Le scandale a éclaté le 21 juillet 2025, lorsque le ministre des Transports, Óscar Puente, a mis en lumière les incohérences dans le CV de Noelia Núñez, députée du Parti populaire (PP), qui a reconnu ne détenir aucun des diplômes qu’elle avait revendiqués et a démissionné dès le lendemain.
Depuis, les révélations se multiplient. Des élus de tous bords sont mis en cause, notamment le président de la région Andalousie, Juan Manuel Moreno, ou encore Pilar Bernabé, déléguée du gouvernement à Valence. Même Óscar Puente a été épinglé pour avoir exagéré un diplôme.
Jeudi 31 juillet, José María Ángel a quitté son poste à Valence après avoir été accusé d’avoir utilisé un faux diplôme pour intégrer la fonction publique.
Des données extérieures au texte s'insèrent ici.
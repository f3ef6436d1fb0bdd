//! The element tree a template produces: one fixed-size page of absolutely
//! placed, inline-styled elements. This is the input contract of the
//! rasterizer; coordinates are in page points with the origin top-left.

use parchment_types::{Color, Rect, Size};

/// One printable page of markup.
#[derive(Debug, Clone)]
pub struct PageMarkup {
    /// Logical page size in points; capture multiplies this by the scale.
    pub size: Size,
    pub background: Color,
    pub elements: Vec<Element>,
}

impl PageMarkup {
    pub fn new(size: Size, background: Color) -> Self {
        Self { size, background, elements: Vec::new() }
    }

    pub fn push(&mut self, element: Element) {
        self.elements.push(element);
    }

    /// All text content concatenated in element order, one line per block.
    pub fn text_content(&self) -> String {
        let mut out = String::new();
        for element in &self.elements {
            if let ElementKind::Text(block) = &element.kind {
                out.push_str(&block.content);
                out.push('\n');
            }
        }
        out
    }

    pub fn contains_text(&self, needle: &str) -> bool {
        self.elements.iter().any(|e| match &e.kind {
            ElementKind::Text(block) => block.content.contains(needle),
            _ => false,
        })
    }
}

#[derive(Debug, Clone)]
pub struct Element {
    pub frame: Rect,
    pub kind: ElementKind,
}

impl Element {
    pub fn text(frame: Rect, content: impl Into<String>, style: TextStyle) -> Self {
        Self { frame, kind: ElementKind::Text(TextBlock { content: content.into(), style }) }
    }

    pub fn boxed(frame: Rect, style: BoxStyle) -> Self {
        Self { frame, kind: ElementKind::Box(style) }
    }

    /// A horizontal rule occupying the top edge of `frame`.
    pub fn rule(frame: Rect, style: RuleStyle) -> Self {
        Self { frame, kind: ElementKind::Rule(style) }
    }
}

#[derive(Debug, Clone)]
pub enum ElementKind {
    Text(TextBlock),
    Box(BoxStyle),
    Rule(RuleStyle),
}

#[derive(Debug, Clone)]
pub struct TextBlock {
    pub content: String,
    pub style: TextStyle,
}

/// Inline text styling. Templates carry everything the rasterizer needs;
/// there is no external stylesheet to resolve at capture time.
#[derive(Debug, Clone)]
pub struct TextStyle {
    pub family: FontFamily,
    pub size_pt: f32,
    pub color: Color,
    pub align: TextAlign,
    pub letter_spacing: f32,
}

impl TextStyle {
    pub fn new(family: FontFamily, size_pt: f32) -> Self {
        Self { family, size_pt, color: Color::BLACK, align: TextAlign::Left, letter_spacing: 0.0 }
    }

    pub fn color(mut self, color: Color) -> Self {
        self.color = color;
        self
    }

    pub fn align(mut self, align: TextAlign) -> Self {
        self.align = align;
        self
    }

    pub fn letter_spacing(mut self, spacing: f32) -> Self {
        self.letter_spacing = spacing;
        self
    }
}

#[derive(Debug, Clone, PartialEq, Eq)]
pub enum FontFamily {
    Serif,
    SansSerif,
    Named(String),
}

#[derive(Debug, Clone, Copy, PartialEq, Eq)]
pub enum TextAlign {
    Left,
    Center,
    Right,
}

#[derive(Debug, Clone, Default)]
pub struct BoxStyle {
    pub fill: Option<Color>,
    pub stroke: Option<Stroke>,
}

impl BoxStyle {
    pub fn filled(color: Color) -> Self {
        Self { fill: Some(color), stroke: None }
    }

    pub fn outlined(color: Color, width: f32) -> Self {
        Self { fill: None, stroke: Some(Stroke { color, width }) }
    }
}

#[derive(Debug, Clone, Copy)]
pub struct Stroke {
    pub color: Color,
    pub width: f32,
}

#[derive(Debug, Clone, Copy)]
pub struct RuleStyle {
    pub color: Color,
    pub thickness: f32,
}

#[cfg(test)]
mod tests {
    use super::*;

    #[test]
    fn contains_text_only_matches_text_elements() {
        let mut page = PageMarkup::new(Size::new(100.0, 100.0), Color::WHITE);
        page.push(Element::boxed(
            Rect::new(0.0, 0.0, 100.0, 100.0),
            BoxStyle::filled(Color::gray(240)),
        ));
        page.push(Element::text(
            Rect::new(0.0, 10.0, 100.0, 20.0),
            "CERT-001",
            TextStyle::new(FontFamily::Serif, 12.0),
        ));
        assert!(page.contains_text("CERT-001"));
        assert!(!page.contains_text("missing"));
        assert_eq!(page.text_content().trim(), "CERT-001");
    }
}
Le lendemain, Ignacio Higuero, en charge du monde rural en Estrémadure (droite), a également démissionné, après des doutes sur l’existence de la formation qu’il revendiquait.
Ce scandale met en lumière ce que certains qualifient de « diplômite » chronique dans la vie politique espagnole, où les titres universitaires deviennent des outils de communication, au détriment de la transparence.